Just for some extra info, all of VWs engines with at least a turbo are now TSI (before the ones with just a turbo were TFSI).


----------



## Tuppin (Jul 31, 2008)

*Re: (BigFoot-74205)*

So the new TSI engine has a timing chain and similar power and what not.....so what are the major differences? Oh and when is the timing chain on the FSI engine supposed to be changed and at what cost?


----------



## liquid stereo (Feb 26, 2003)

*Re: What would make less sense? (aflaedge)*

According to VW's website its 1 mpg more.


_Quote, originally posted by *aflaedge* »_Fuel economy


----------



## solarflare (Mar 28, 2007)

*Re: (Tuppin)*

Here is a bunch of info on the new TSI engine. It's a completely new engine that happens to have the same displacement (2.0L) and power as the old FSI engine.
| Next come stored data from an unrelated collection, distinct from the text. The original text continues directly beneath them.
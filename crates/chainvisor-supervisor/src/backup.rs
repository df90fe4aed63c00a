//! Copies of the node's data directory taken before a binary swap.

use std::fs;
use std::io;
use std::path::{Path, PathBuf};

use chrono::{DateTime, Utc};
use tracing::info;

use crate::error::{Result, SupervisorError};

/// Directory name of the backup taken for `upgrade` at `at`.
pub fn backup_dir_name(upgrade: &str, at: DateTime<Utc>) -> String {
    format!(
        "data-backup-{}-{}",
        upgrade.to_lowercase(),
        at.format("%Y%m%dT%H%M%SZ")
    )
}

/// Copy `data_dir` into a fresh `data-backup-*` directory under
/// `backup_root` and return its path. The copy runs on the blocking pool.
pub async fn backup_data(data_dir: &Path, backup_root: &Path, upgrade: &str) -> Result<PathBuf> {
    let dest = backup_root.join(backup_dir_name(upgrade, Utc::now()));
    info!(from = %data_dir.display(), to = %dest.display(), "backing up node data");

    let (src, dst) = (data_dir.to_path_buf(), dest.clone());
    let copied = tokio::task::spawn_blocking(move || copy_dir_recursive(&src, &dst))
        .await
        .map_err(io::Error::other)
        .and_then(|res| res);
    copied.map_err(|source| SupervisorError::Backup {
        dest: dest.clone(),
        source,
    })?;

    info!(to = %dest.display(), "data backup complete");
    Ok(dest)
}

fn copy_dir_recursive(src: &Path, dst: &Path) -> io::Result<()> {
    fs::create_dir_all(dst)?;
    for entry in fs::read_dir(src)? {
        let entry = entry?;
        let src_path = entry.path();
        let dst_path = dst.join(entry.file_name());
        let metadata = fs::symlink_metadata(&src_path)?;
        if metadata.is_dir() {
            copy_dir_recursive(&src_path, &dst_path)?;
            continue;
        }

        #[cfg(unix)]
        if metadata.file_type().is_symlink() {
            std::os::unix::fs::symlink(fs::read_link(&src_path)?, &dst_path)?;
            continue;
        }

        fs::copy(&src_path, &dst_path)?;
    }
    Ok(())
}
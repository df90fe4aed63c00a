use crate::error::Result;
use std::io::Write;
use std::path::Path;
use tempfile::NamedTempFile;

/// Atomically write `data` to `path` using a tempfile in the same directory.
/// A reader never observes a half-written file.
pub fn atomic_write(path: &Path, data: &[u8]) -> Result<()> {
    if let Some(parent) = path.parent() {
        std::fs::create_dir_all(parent)?;
    }
    let dir = path.parent().unwrap_or(Path::new("."));
    let mut tmp = NamedTempFile::new_in(dir)?;
    tmp.write_all(data)?;
    tmp.as_file().sync_all()?;
    tmp.persist(path).map_err(|e| e.error)?;
    Ok(())
}

/// Remove a file, treating "already gone" as success. Returns true if a file
/// was actually removed.
pub fn remove_if_exists(path: &Path) -> Result<bool> {
    match std::fs::remove_file(path) {
        Ok(()) => Ok(true),
        Err(e) if e.kind() == std::io::ErrorKind::NotFound => Ok(false),
        Err(e) => Err(e.into()),
    }
}
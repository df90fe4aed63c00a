//! On-disk layout under the node home.
//!
//! ```text
//! <home>/
//!   chainvisor/
//!     current -> upgrades/<active>        (absent: genesis)
//!     upgrades/
//!       genesis/bin/<name>
//!       <upgrade>/bin/<name>
//!   data/upgrade-info.json
//! ```

use std::fs;
use std::io;
use std::path::{Path, PathBuf};

use chainvisor_core::{paths, UpgradeInfoFile};
use tracing::info;

use crate::error::{Result, SupervisorError};

pub const ROOT_DIR: &str = "chainvisor";
pub const UPGRADES_DIR: &str = "upgrades";
pub const GENESIS_DIR: &str = "genesis";
pub const CURRENT_LINK: &str = "current";
pub const BIN_DIR: &str = "bin";

const CURRENT_TMP: &str = "current.tmp";

#[derive(Debug, Clone, PartialEq, Eq)]
pub struct Layout {
    home: PathBuf,
    name: String,
    disable_recase: bool,
}

impl Layout {
    pub fn new(home: impl Into<PathBuf>, name: impl Into<String>, disable_recase: bool) -> Self {
        Self {
            home: home.into(),
            name: name.into(),
            disable_recase,
        }
    }

    pub fn home(&self) -> &Path {
        &self.home
    }

    pub fn binary_name(&self) -> &str {
        &self.name
    }

    pub fn root(&self) -> PathBuf {
        self.home.join(ROOT_DIR)
    }

    pub fn upgrades_dir(&self) -> PathBuf {
        self.root().join(UPGRADES_DIR)
    }

    pub fn genesis_dir(&self) -> PathBuf {
        self.upgrades_dir().join(GENESIS_DIR)
    }

    pub fn genesis_bin(&self) -> PathBuf {
        self.genesis_dir().join(BIN_DIR).join(&self.name)
    }

    /// Directory for `upgrade`, lowercased unless recasing is disabled and
    /// escaped so the name stays a single path component.
    pub fn upgrade_dir(&self, upgrade: &str) -> PathBuf {
        let name = if self.disable_recase {
            upgrade.to_string()
        } else {
            upgrade.to_lowercase()
        };
        self.upgrades_dir().join(escape_path_segment(&name))
    }

    pub fn upgrade_bin(&self, upgrade: &str) -> PathBuf {
        self.upgrade_dir(upgrade).join(BIN_DIR).join(&self.name)
    }

    pub fn current_link(&self) -> PathBuf {
        self.root().join(CURRENT_LINK)
    }

    pub fn monitored_file(&self) -> PathBuf {
        paths::upgrade_info_path(&self.home)
    }

    pub fn upgrade_info_file(&self) -> UpgradeInfoFile {
        UpgradeInfoFile::in_home(&self.home)
    }

    /// The active upgrade directory. A missing `current` link means genesis.
    pub fn current_dir(&self) -> Result<PathBuf> {
        let link = self.current_link();
        match fs::read_link(&link) {
            Ok(target) if target.is_absolute() => Ok(target),
            Ok(target) => Ok(self.root().join(target)),
            Err(e) if e.kind() == io::ErrorKind::NotFound => Ok(self.genesis_dir()),
            Err(e) => Err(SupervisorError::Layout(format!(
                "cannot read {}: {e}",
                link.display()
            ))),
        }
    }

    pub fn current_bin(&self) -> Result<PathBuf> {
        Ok(self.current_dir()?.join(BIN_DIR).join(&self.name))
    }

    /// True when a runnable binary for `upgrade` has been installed.
    pub fn has_upgrade_binary(&self, upgrade: &str) -> bool {
        is_executable(&self.upgrade_bin(upgrade))
    }

    /// Atomically repoint `current` at `upgrade`. A temporary link is created
    /// beside `current` and renamed over it.
    pub fn set_current(&self, upgrade: &str) -> Result<PathBuf> {
        let bin = self.upgrade_bin(upgrade);
        if !is_executable(&bin) {
            return Err(SupervisorError::Layout(format!(
                "no executable binary for upgrade {upgrade:?} at {}",
                bin.display()
            )));
        }
        let target = self.upgrade_dir(upgrade);
        let tmp = self.root().join(CURRENT_TMP);
        match fs::remove_file(&tmp) {
            Ok(()) => {}
            Err(e) if e.kind() == io::ErrorKind::NotFound => {}
            Err(e) => return Err(e.into()),
        }
        symlink_dir(&target, &tmp)?;
        fs::rename(&tmp, self.current_link())?;
        info!(upgrade, target = %target.display(), "current now points at upgrade");
        Ok(target)
    }
}

/// Percent-encode every byte outside `[A-Za-z0-9-_.~]`.
pub fn escape_path_segment(name: &str) -> String {
    let mut out = String::with_capacity(name.len());
    for b in name.bytes() {
        if b.is_ascii_alphanumeric() || matches!(b, b'-' | b'_' | b'.' | b'~') {
            out.push(b as char);
        } else {
            out.push_str(&format!("%{b:02X}"));
        }
    }
    // "." and ".." are unreserved but would still walk the tree.
    match out.as_str() {
        "." => "%2E".to_string(),
        ".." => "%2E%2E".to_string(),
        _ => out,
    }
}

/// A regular file with at least one execute bit. Symlinks are followed.
pub fn is_executable(path: &Path) -> bool {
    let Ok(meta) = fs::metadata(path) else {
        return false;
    };
    if !meta.is_file() {
        return false;
    }
    #[cfg(unix)]
    {
        use std::os::unix::fs::PermissionsExt;
        meta.permissions().mode() & 0o111 != 0
    }
    #[cfg(not(unix))]
    {
        true
    }
}

fn symlink_dir(target: &Path, link: &Path) -> Result<()> {
    #[cfg(unix)]
    {
        std::os::unix::fs::symlink(target, link)?;
        Ok(())
    }
    #[cfg(not(unix))]
    {
        let _ = (target, link);
        Err(SupervisorError::Layout(
            "the current link requires symlink support".into(),
        ))
    }
}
In addition to replacing the timing belt with a chain the high pressure fuel pump cam lobe wear problem was fixed using a roller follower for the pump. 
http://forums.vwvortex.com/zer...age=3


----------



## kpiskin (Apr 6, 2007)

*Re: (solarflare)*

I wonder if the side view mirror covers are a direct replacement for the 2006-08 ones.


----------



## aflaedge (Jun 27, 2006)

*Re: What would make less sense? (liquid stereo)*


_Quote, originally posted by *liquid stereo* »_According to VW's website its 1 mpg more.



I already get 39mpg in my 08 eos... so 40 or more is great!


_Modified by aflaedge at 12:19 PM 8-12-2008_


----------



## vweosdriver (Oct 30, 2006)

*Re: 2009 EOS shows up with.... (Conejo GTI)*

The side mirrors look too big for the car. http://****************.com/smile/emthdown.gif


----------



## owr084 (Nov 15, 2004)

*Re: What would make less sense? (aflaedge)*


_Quote, originally posted by *aflaedge* »_
I already get *39mph * in my 08 eos... so 40 or more is great!

Geez. Something must be wrong with your Eos. Mine can go much *faster* than that...


----------